Relevant information security requirements should be established and agreed with each supplier based on the type of supplier relationship.
To maintain an agreed level of information security in supplier relationships.
ISO 27002 Implementation Guidance
Supplier agreements should be established and documented to ensure that there is clear understanding between the organization and the supplier regarding both parties’ obligations to fulfill relevant information security requirements. The following terms can be considered for inclusion in the agreements in order to satisfy the identified information security requirements:
- description of the information to be provided or accessed and methods of providing or accessing the information.
- classification of information according to the organization’s classification scheme.
- mapping between the organization’s own classification scheme and the classification scheme of the supplier.
- legal, statutory, regulatory and contractual requirements, including data protection, handling of personally identifiable information (PII), intellectual property rights and copyright and a description of how it will be ensured that they are met.
- obligation of each contractual party to implement an agreed set of controls, including access control, performance review, monitoring, reporting and auditing, and the supplier’s obligations to comply with the organization’s information security requirements.

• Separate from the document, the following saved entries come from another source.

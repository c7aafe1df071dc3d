//! Shift calculation functionality.
//!
//! Converts a shift's raw time fields into worked hours and earnings. Times
//! are time-of-day values on a single day: a shift whose end is not after
//! its start (including one that crosses midnight) is worth nothing.

use chrono::NaiveTime;
use rust_decimal::{Decimal, RoundingStrategy};
use serde::{Deserialize, Serialize};

use crate::models::Shift;

const SECONDS_PER_HOUR: i64 = 3600;

/// Worked hours and earnings for one shift, both at 2 decimal places.
#[derive(Debug, Clone, Copy, PartialEq, Eq, Serialize, Deserialize)]
pub struct ShiftCalculation {
    /// Worked hours after the break is subtracted.
    pub work_hours: Decimal,
    /// `work_hours * hourly_rate`.
    pub total_earned: Decimal,
}

impl ShiftCalculation {
    /// A shift worth nothing.
    pub const ZERO: Self = Self {
        work_hours: Decimal::ZERO,
        total_earned: Decimal::ZERO,
    };
}

/// Rounds to 2 decimal places, ties to even, and fixes the scale at 2.
///
/// # Examples
///
/// ```
/// use shift_payroll::calculation::round_to_cents;
/// use rust_decimal::Decimal;
///
/// assert_eq!(round_to_cents(Decimal::new(125, 3)).to_string(), "0.12");
/// assert_eq!(round_to_cents(Decimal::new(135, 3)).to_string(), "0.14");
/// assert_eq!(round_to_cents(Decimal::new(8, 0)).to_string(), "8.00");
/// ```
pub fn round_to_cents(value: Decimal) -> Decimal {
    let mut rounded = value.round_dp_with_strategy(2, RoundingStrategy::MidpointNearestEven);
    rounded.rescale(2);
    rounded
}

/// Calculates worked hours and earnings for a shift.
///
/// 1. The raw span is `end_time - start_time`; if it is not positive the
///    result is [`ShiftCalculation::ZERO`].
/// 2. The break is subtracted and the result floored at zero.
/// 3. Hours are rounded to 2 decimal places before being multiplied by the
///    rate, and the product is rounded again.
///
/// Rounding is half-to-even at both steps.
///
/// # Examples
///
/// ```
/// use shift_payroll::calculation::calculate_shift;
/// use chrono::NaiveTime;
/// use rust_decimal::Decimal;
///
/// let result = calculate_shift(
///     NaiveTime::from_hms_opt(9, 0, 0).unwrap(),
///     NaiveTime::from_hms_opt(18, 0, 0).unwrap(),
///     60,
///     500,
/// );
/// assert_eq!(result.work_hours, Decimal::new(800, 2));
/// assert_eq!(result.total_earned, Decimal::new(400000, 2));
/// ```
pub fn calculate_shift(
    start_time: NaiveTime,
    end_time: NaiveTime,
    break_minutes: u32,
    hourly_rate: u32,
) -> ShiftCalculation {
    let raw_seconds = (end_time - start_time).num_seconds();
    if raw_seconds <= 0 {
        return ShiftCalculation::ZERO;
    }

    let break_seconds = i64::from(break_minutes) * 60;
    let worked_seconds = (raw_seconds - break_seconds).max(0);

    let work_hours =
        round_to_cents(Decimal::from(worked_seconds) / Decimal::from(SECONDS_PER_HOUR));
    let total_earned = round_to_cents(work_hours * Decimal::from(hourly_rate));

    ShiftCalculation {
        work_hours,
        total_earned,
    }
}

/// Calculates a stored shift from its raw fields.
///
/// Returns `None` if the start time, end time or hourly rate is missing.
/// A missing break counts as no break.
pub fn calculate_recorded_shift(shift: &Shift) -> Option<ShiftCalculation> {
    let start = shift.start_time?;
    let end = shift.end_time?;
    let rate = shift.hourly_rate?;
    Some(calculate_shift(
        start,
        end,
        shift.break_minutes.unwrap_or(0),
        rate,
    ))
}

#[cfg(test)]
mod tests {
    use super::*;
    use chrono::NaiveDate;
    use std::str::FromStr;

    fn dec(s: &str) -> Decimal {
        Decimal::from_str(s).unwrap()
    }

    fn t(s: &str) -> NaiveTime {
        NaiveTime::parse_from_str(s, "%H:%M:%S").unwrap()
    }

    fn make_shift(start: Option<&str>, end: Option<&str>, rate: Option<u32>) -> Shift {
        Shift {
            id: 1,
            employee_id: Some(1),
            workplace_id: Some(1),
            date: NaiveDate::from_ymd_opt(2026, 1, 15),
            start_time: start.map(t),
            end_time: end.map(t),
            break_minutes: None,
            hourly_rate: rate,
            work_hours: None,
            total_earned: None,
            notes: None,
            is_deleted: false,
        }
    }

    #[test]
    fn test_nine_to_six_with_hour_break() {
        let result = calculate_shift(t("09:00:00"), t("18:00:00"), 60, 500);
        assert_eq!(result.work_hours, dec("8.00"));
        assert_eq!(result.total_earned, dec("4000.00"));
    }

    #[test]
    fn test_break_longer_than_shift_floors_to_zero() {
        let result = calculate_shift(t("09:00:00"), t("09:30:00"), 60, 500);
        assert_eq!(result, ShiftCalculation::ZERO);
    }

    #[test]
    fn test_break_equal_to_shift_is_zero() {
        let result = calculate_shift(t("09:00:00"), t("10:00:00"), 60, 500);
        assert_eq!(result.work_hours, dec("0"));
        assert_eq!(result.total_earned, dec("0"));
    }

    #[test]
    fn test_end_before_start_is_zero() {
        let result = calculate_shift(t("18:00:00"), t("09:00:00"), 0, 500);
        assert_eq!(result, ShiftCalculation::ZERO);
    }

    #[test]
    fn test_zero_length_shift_is_zero() {
        let result = calculate_shift(t("09:00:00"), t("09:00:00"), 0, 500);
        assert_eq!(result, ShiftCalculation::ZERO);
    }

    #[test]
    fn test_overnight_shift_is_not_supported() {
        // 23:00 -> 02:00 is treated as an invalid span, not as 3 hours.
        let result = calculate_shift(t("23:00:00"), t("02:00:00"), 0, 500);
        assert_eq!(result, ShiftCalculation::ZERO);
    }

    #[test]
    fn test_half_hour_shift() {
        let result = calculate_shift(t("09:00:00"), t("13:30:00"), 0, 400);
        assert_eq!(result.work_hours, dec("4.50"));
        assert_eq!(result.total_earned, dec("1800.00"));
    }

    #[test]
    fn test_hours_rounded_before_multiplying() {
        // 20 minutes = 0.3333.. h -> 0.33 h; 0.33 * 500 = 165.00, not 166.67
        let result = calculate_shift(t("09:00:00"), t("09:20:00"), 0, 500);
        assert_eq!(result.work_hours, dec("0.33"));
        assert_eq!(result.total_earned, dec("165.00"));
    }

    #[test]
    fn test_hours_round_half_to_even() {
        // 90 s = 0.025 h -> 0.02 (half-away-from-zero would give 0.03)
        let result = calculate_shift(t("09:00:00"), t("09:01:30"), 0, 100);
        assert_eq!(result.work_hours, dec("0.02"));
        assert_eq!(result.total_earned, dec("2.00"));

        // 54 s = 0.015 h -> 0.02
        let result = calculate_shift(t("09:00:00"), t("09:00:54"), 0, 100);
        assert_eq!(result.work_hours, dec("0.02"));

        // 18 s = 0.005 h -> 0.00
        let result = calculate_shift(t("09:00:00"), t("09:00:18"), 0, 100);
        assert_eq!(result.work_hours, dec("0.00"));
    }

    #[test]
    fn test_results_have_two_decimal_places() {
        let result = calculate_shift(t("09:00:00"), t("17:00:00"), 0, 200);
        assert_eq!(result.work_hours.to_string(), "8.00");
        assert_eq!(result.total_earned.to_string(), "1600.00");
    }

    #[test]
    fn test_huge_break_does_not_overflow() {
        let result = calculate_shift(t("00:00:00"), t("23:59:59"), u32::MAX, 500);
        assert_eq!(result, ShiftCalculation::ZERO);
    }

    #[test]
    fn test_round_to_cents_ties_to_even() {
        assert_eq!(round_to_cents(dec("2.345")), dec("2.34"));
        assert_eq!(round_to_cents(dec("2.355")), dec("2.36"));
        assert_eq!(round_to_cents(dec("-2.345")), dec("-2.34"));
    }

    #[test]
    fn test_recorded_shift_uses_raw_fields() {
        let mut shift = make_shift(Some("09:00:00"), Some("18:00:00"), Some(500));
        shift.break_minutes = Some(60);
        let result = calculate_recorded_shift(&shift).unwrap();
        assert_eq!(result.work_hours, dec("8.00"));
        assert_eq!(result.total_earned, dec("4000.00"));
    }

    #[test]
    fn test_recorded_shift_missing_break_counts_as_zero() {
        let shift = make_shift(Some("09:00:00"), Some("18:00:00"), Some(500));
        let result = calculate_recorded_shift(&shift).unwrap();
        assert_eq!(result.work_hours, dec("9.00"));
    }

    #[test]
    fn test_recorded_shift_missing_fields_is_none() {
        assert!(calculate_recorded_shift(&make_shift(None, Some("18:00:00"), Some(500))).is_none());
        assert!(calculate_recorded_shift(&make_shift(Some("09:00:00"), None, Some(500))).is_none());
        assert!(
            calculate_recorded_shift(&make_shift(Some("09:00:00"), Some("18:00:00"), None))
                .is_none()
        );
    }

    #[test]
    fn test_calculation_serialization() {
        let result = calculate_shift(t("09:00:00"), t("18:00:00"), 60, 500);
        let json = serde_json::to_string(&result).unwrap();
        assert_eq!(json, r#"{"work_hours":"8.00","total_earned":"4000.00"}"#);
    }
}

- rules of acceptable use of information and other associated assets, including unacceptable use if necessary.
- procedures or conditions for authorization and removal of the authorization for the use of the organization’s information and other associated assets by supplier personnel (e.g. through an explicit list of supplier personnel authorized to use the organization’s information and other associated assets).
- information security requirements regarding the supplier’s ICT infrastructure; in particular, minimum information security requirements for each type of information and type of access to serve as the basis for individual supplier agreements based on the organization’s business needs and risk criteria.
- indemnities and remediation for failure of contractor to meet requirements.
- incident management requirements and procedures (especially notification and collaboration during incident remediation).
- training and awareness requirements for specific procedures and information security requirements (e.g. for incident response, authorization procedures).
- relevant provisions for sub-contracting, including the controls that need to be implemented, such as agreement on the use of sub-suppliers (e.g. requiring to have them under the same obligations of the supplier, requiring to have a list of sub-suppliers and notification before any change).
- relevant contacts, including a contact person for information security issues.
- any screening requirements, where legally permissible, for the supplier’s personnel, including responsibilities for conducting the screening and notification procedures if screening has not been completed or if the results give cause for doubt or concern.
- the evidence and assurance mechanisms of third-party attestations for relevant information security requirements related to the supplier processes and an independent report on effectiveness of controls.
- right to audit the supplier processes and controls related to the agreement.
- supplier’s obligation to periodically deliver a report on the effectiveness of controls and agreement on timely correction of relevant issues raised in the report.
- defect resolution and conflict resolution processes.
- providing backup aligned with the organization’s needs (in terms of frequency and type and storage location).
- ensuring the availability of an alternate facility (i.e. disaster recovery site) not subject to the same threats as the primary facility and considerations for fall back controls (alternate controls) in the event primary controls fail.
- having a change management process that ensures advance notification to the organization and the possibility for the organization of not accepting changes.
- physical security controls commensurate with the information classification.
- information transfer controls to protect the information during physical transfer or logical transmission.
- termination clauses upon conclusion of the agreement including records management, return of assets, secure disposal of information and other associated assets, and any ongoing confidentiality obligations.
- provision of a method of securely destroying the organization’s information stored by the supplier as soon as it is no longer required.
- ensuring, at the end of the contract, handover support to another supplier or to the organization itself.
The organization should establish and maintain a register of agreements with external parties (e.g. contracts, memorandum of understanding, information-sharing agreements) to keep track of where their information is going. The organization should also regularly review, validate and update their agreements with external parties to ensure they are still required and fit for purpose with relevant information security clauses.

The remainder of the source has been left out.